PEEL
ISLAND
Moreton Bay
quarantine station,
asylum for inebriates,
leprosarium...
…“historically, Peel island was a holding tank, an experimental observation station for the socially dangerous. The emotional challenge for me was simply deciding whether to creatively read the environment as an occupant or observer.”
PROJECT BACKGROUND - Queensland Parks and Wildlife and Queensland College of Arts recently commenced a collaborative, experiential arts project, placing a small group of postgraduate visual artists on the historic Peel Island to reflect, research and respond to the environment.
Many fascinating features of the Island's checkered history (including it's quarantine station, sanitorium for inebriates, and the Lazaret for the patients suffering Hansen's Disease) have emerged in the artist's works due for exhibition and catalogue in March 2009, yet Peel Island also captivates imagination through it's raw, natural beauty.

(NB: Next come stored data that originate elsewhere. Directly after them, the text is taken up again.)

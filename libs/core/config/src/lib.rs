//! Environment-driven configuration shared by every service in the workspace.
//!
//! Each config section implements [`FromEnv`]; binaries compose the sections
//! they need and fail fast on a [`ConfigError`].

pub mod server;
pub mod tracing;

use std::env;
use thiserror::Error;

/// Configuration error type
#[derive(Error, Debug)]
pub enum ConfigError {
    #[error("Failed to parse environment variable '{key}': {details}")]
    ParseError { key: String, details: String },
}

/// Deployment environment, selected by `APP_ENV`.
#[derive(Clone, Copy, Debug, Default, PartialEq, Eq)]
pub enum Environment {
    #[default]
    Development,
    Production,
}

impl Environment {
    /// Anything other than `production` (any case) is development.
    pub fn from_env() -> Self {
        let app_env = env_or_default("APP_ENV", "development");

        if app_env.eq_ignore_ascii_case("production") {
            Environment::Production
        } else {
            Environment::Development
        }
    }

    pub fn is_production(&self) -> bool {
        matches!(self, Environment::Production)
    }

    pub fn is_development(&self) -> bool {
        matches!(self, Environment::Development)
    }
}

/// Name and version reported by the health endpoint and startup logs.
#[derive(Clone, Copy, Debug, PartialEq, Eq)]
pub struct AppInfo {
    pub name: &'static str,
    pub version: &'static str,
}

/// Builds an [`AppInfo`] from the calling crate's Cargo metadata.
#[macro_export]
macro_rules! app_info {
    () => {
        $crate::AppInfo {
            name: env!("CARGO_PKG_NAME"),
            version: env!("CARGO_PKG_VERSION"),
        }
    };
}

/// Trait for configuration that can be loaded from environment variables
pub trait FromEnv: Sized {
    fn from_env() -> Result<Self, ConfigError>;
}

/// Read an environment variable, falling back to `default` when unset
pub fn env_or_default(key: &str, default: &str) -> String {
    env::var(key).unwrap_or_else(|_| default.to_string())
}
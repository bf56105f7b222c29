use chrono::NaiveDate;
use mockable::{Clock, DefaultClock};
use std::sync::Arc;
use tracing::instrument;
use uuid::Uuid;

use crate::error::{TaskError, TaskResult, DUE_DATE_NOT_IN_FUTURE, DUE_DATE_REQUIRED};
use crate::models::{CreateTask, Task, TaskFilter, UpdateTask};
use crate::repository::TaskRepository;

/// Service layer for Task business logic
///
/// Owns id assignment, due-date validation and partial-update merging.
/// All state lives in the repository; nothing is cached between calls.
#[derive(Clone)]
pub struct TaskService<R: TaskRepository, C: Clock + Send + Sync = DefaultClock> {
    repository: Arc<R>,
    clock: Arc<C>,
}

impl<R: TaskRepository> TaskService<R> {
    pub fn new(repository: R) -> Self {
        Self::with_clock(repository, DefaultClock)
    }
}

impl<R: TaskRepository, C: Clock + Send + Sync> TaskService<R, C> {
    /// Build a service that reads "today" from the given clock
    pub fn with_clock(repository: R, clock: C) -> Self {
        Self {
            repository: Arc::new(repository),
            clock: Arc::new(clock),
        }
    }

    /// Create a new task with a generated id
    #[instrument(skip(self, input), fields(task_title = %input.title))]
    pub fn create_task(&self, input: CreateTask) -> TaskResult<Task> {
        let due_date = self.validate_due_date(input.due_date)?;

        let task = Task {
            id: Uuid::new_v4().to_string(),
            title: input.title,
            description: input.description,
            status: input.status.unwrap_or_default(),
            due_date,
        };

        let task = self.repository.save(task);
        tracing::info!(task_id = %task.id, "Created task");
        Ok(task)
    }

    /// Get a task by ID
    #[instrument(skip(self), fields(task_id = %id))]
    pub fn get_task(&self, id: &str) -> TaskResult<Task> {
        self.repository
            .find_by_id(id)
            .ok_or_else(|| TaskError::NotFound(id.to_string()))
    }

    /// Merge the provided fields into an existing task
    #[instrument(skip(self, input), fields(task_id = %id))]
    pub fn update_task(&self, id: &str, input: UpdateTask) -> TaskResult<Task> {
        let mut task = self.get_task(id)?;

        if input.due_date.is_some() {
            self.validate_due_date(input.due_date)?;
        }

        task.apply_update(input);

        let task = self.repository.save(task);
        tracing::info!(task_id = %id, "Updated task");
        Ok(task)
    }

    /// Delete a task
    #[instrument(skip(self), fields(task_id = %id))]
    pub fn delete_task(&self, id: &str) -> TaskResult<()> {
        let task = self.get_task(id)?;
        self.repository.delete_by_id(&task.id);

        tracing::info!(task_id = %id, "Deleted task");
        Ok(())
    }

    /// List tasks with filters
    pub fn list_tasks(&self, filter: TaskFilter) -> Vec<Task> {
        self.repository.query(filter)
    }

    fn validate_due_date(&self, due_date: Option<NaiveDate>) -> TaskResult<NaiveDate> {
        let due_date = due_date.ok_or_else(|| TaskError::Validation(DUE_DATE_REQUIRED.to_string()))?;

        let today = self.clock.local().date_naive();
        if due_date <= today {
            return Err(TaskError::Validation(DUE_DATE_NOT_IN_FUTURE.to_string()));
        }

        Ok(due_date)
    }
}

“The haunting residue of human suffering and illness experienced by patients sent to live in the lazaret community on Peel Island remains utterly palpable, frozen in the dilapidation.... The abandoned buildings of the historic lazaret, the collapsing shells that housed people rejected by the mainland, creates a potent symbol of social abhorrence, a standard of ignorance and prejudice, and I recognised it as a profound theatre-space for my own healing and inner reflection.